INSTRUCTIONS FOR THE TASK ->
Search the data for the word "Some" and copy every line that contains it.

Segment Open

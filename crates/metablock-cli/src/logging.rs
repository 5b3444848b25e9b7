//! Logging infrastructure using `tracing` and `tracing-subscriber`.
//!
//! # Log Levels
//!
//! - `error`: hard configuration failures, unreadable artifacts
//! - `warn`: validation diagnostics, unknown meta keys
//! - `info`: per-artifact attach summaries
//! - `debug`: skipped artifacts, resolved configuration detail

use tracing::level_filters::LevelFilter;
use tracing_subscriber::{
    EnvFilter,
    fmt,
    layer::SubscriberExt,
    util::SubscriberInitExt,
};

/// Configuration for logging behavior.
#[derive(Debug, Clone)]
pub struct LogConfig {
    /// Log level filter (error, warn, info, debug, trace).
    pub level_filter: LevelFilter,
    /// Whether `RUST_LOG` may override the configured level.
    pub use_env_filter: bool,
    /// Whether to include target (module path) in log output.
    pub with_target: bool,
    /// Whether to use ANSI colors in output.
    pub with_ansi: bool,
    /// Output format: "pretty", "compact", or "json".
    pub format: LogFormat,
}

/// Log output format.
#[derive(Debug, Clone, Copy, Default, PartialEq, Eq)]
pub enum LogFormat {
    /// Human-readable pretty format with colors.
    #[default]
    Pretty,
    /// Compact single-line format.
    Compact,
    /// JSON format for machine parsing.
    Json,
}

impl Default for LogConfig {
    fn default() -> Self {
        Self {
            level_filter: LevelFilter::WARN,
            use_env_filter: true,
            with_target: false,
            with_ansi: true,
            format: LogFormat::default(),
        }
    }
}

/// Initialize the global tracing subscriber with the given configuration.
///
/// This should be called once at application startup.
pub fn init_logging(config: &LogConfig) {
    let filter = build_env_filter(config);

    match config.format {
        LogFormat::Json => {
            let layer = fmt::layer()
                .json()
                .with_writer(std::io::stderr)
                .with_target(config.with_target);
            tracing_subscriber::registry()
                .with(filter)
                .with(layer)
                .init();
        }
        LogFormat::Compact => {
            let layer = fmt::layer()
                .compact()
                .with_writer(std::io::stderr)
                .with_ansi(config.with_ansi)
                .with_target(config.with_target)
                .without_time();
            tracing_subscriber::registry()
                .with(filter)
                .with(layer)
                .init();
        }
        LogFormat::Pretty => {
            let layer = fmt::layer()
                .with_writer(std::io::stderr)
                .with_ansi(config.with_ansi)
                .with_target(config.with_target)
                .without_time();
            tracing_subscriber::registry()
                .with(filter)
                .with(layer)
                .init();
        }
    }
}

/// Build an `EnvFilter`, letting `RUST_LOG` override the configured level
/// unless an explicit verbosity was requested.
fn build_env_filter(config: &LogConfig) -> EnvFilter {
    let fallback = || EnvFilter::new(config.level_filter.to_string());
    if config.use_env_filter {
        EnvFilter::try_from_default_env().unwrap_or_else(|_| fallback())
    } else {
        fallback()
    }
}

Segment Closed
Segment Open

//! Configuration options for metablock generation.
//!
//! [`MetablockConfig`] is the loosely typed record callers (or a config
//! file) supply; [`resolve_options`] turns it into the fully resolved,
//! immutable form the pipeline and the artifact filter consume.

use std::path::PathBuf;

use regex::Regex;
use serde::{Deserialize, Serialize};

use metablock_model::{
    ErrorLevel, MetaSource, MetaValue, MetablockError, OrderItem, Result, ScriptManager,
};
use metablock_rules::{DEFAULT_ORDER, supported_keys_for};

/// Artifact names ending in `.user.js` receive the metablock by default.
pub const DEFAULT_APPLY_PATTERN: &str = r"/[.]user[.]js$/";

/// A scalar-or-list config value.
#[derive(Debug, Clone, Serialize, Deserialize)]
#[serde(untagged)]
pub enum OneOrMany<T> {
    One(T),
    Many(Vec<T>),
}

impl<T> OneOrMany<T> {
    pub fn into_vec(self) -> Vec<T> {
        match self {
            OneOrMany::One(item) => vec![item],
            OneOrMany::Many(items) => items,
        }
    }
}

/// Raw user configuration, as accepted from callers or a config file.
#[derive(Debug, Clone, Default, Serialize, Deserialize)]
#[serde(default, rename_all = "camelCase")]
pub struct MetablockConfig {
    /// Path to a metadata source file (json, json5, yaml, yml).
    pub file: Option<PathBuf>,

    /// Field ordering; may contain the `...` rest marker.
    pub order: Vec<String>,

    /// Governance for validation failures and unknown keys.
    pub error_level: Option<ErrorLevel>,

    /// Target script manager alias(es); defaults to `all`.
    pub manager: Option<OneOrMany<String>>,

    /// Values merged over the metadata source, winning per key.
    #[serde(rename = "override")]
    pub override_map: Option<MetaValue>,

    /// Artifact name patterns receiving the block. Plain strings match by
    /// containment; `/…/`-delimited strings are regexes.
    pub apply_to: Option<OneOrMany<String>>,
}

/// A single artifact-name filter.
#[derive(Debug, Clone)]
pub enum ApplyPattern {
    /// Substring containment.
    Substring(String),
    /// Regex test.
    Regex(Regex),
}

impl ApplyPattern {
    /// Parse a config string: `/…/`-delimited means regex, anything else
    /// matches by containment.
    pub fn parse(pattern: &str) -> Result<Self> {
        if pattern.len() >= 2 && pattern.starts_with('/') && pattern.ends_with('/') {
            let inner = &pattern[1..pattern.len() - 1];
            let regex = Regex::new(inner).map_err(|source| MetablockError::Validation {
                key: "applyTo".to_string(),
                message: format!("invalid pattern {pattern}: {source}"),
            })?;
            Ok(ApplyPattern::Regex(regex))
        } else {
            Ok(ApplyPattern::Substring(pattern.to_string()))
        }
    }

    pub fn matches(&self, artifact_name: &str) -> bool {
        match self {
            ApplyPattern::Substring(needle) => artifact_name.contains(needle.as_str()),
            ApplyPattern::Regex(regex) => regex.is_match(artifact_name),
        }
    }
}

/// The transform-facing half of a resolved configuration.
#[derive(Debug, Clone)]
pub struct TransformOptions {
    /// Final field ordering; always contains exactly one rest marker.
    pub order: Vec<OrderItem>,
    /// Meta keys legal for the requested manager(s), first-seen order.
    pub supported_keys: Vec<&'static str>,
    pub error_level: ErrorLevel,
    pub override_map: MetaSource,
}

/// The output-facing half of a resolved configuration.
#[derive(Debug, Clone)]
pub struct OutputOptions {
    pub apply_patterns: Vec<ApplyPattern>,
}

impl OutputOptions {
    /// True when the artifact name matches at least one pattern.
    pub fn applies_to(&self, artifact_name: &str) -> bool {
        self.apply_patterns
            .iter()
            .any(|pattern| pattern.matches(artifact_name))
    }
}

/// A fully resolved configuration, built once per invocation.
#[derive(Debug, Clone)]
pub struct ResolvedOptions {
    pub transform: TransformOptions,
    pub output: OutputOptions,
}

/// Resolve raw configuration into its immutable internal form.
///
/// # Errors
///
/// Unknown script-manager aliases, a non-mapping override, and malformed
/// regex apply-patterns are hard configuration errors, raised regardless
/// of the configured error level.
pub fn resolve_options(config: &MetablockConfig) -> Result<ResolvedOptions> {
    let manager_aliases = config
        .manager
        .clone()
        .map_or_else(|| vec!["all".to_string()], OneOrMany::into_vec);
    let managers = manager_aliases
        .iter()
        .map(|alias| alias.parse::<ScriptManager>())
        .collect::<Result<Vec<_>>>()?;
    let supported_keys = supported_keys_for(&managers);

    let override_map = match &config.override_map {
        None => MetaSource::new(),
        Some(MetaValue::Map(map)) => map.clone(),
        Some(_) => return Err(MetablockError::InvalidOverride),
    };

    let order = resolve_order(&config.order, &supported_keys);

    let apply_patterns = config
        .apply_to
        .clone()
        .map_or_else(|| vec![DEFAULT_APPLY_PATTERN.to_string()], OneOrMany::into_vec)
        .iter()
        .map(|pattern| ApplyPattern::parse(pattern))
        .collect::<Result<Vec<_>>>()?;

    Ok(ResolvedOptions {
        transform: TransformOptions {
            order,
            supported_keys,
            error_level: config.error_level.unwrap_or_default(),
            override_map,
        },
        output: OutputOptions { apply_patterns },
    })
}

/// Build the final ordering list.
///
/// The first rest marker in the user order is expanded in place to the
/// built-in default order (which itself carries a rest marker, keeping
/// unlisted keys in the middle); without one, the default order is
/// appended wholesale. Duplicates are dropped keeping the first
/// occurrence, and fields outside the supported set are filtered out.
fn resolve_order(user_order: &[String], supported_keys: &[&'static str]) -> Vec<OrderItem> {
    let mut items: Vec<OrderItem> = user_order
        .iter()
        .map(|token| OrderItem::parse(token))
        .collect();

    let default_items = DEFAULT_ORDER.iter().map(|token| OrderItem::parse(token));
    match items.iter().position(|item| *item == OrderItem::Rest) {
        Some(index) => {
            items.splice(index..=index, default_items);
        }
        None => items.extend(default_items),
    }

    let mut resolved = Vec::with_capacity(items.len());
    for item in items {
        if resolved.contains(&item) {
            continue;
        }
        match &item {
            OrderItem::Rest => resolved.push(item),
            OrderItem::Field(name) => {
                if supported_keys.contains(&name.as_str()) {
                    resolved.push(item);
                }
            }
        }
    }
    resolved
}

Segment Closed

ANSWER SPACE ->
        Some(MetaValue::Map(map)) => map.clone(),
        Some(_) => return Err(MetablockError::InvalidOverride),
        Some(index) => {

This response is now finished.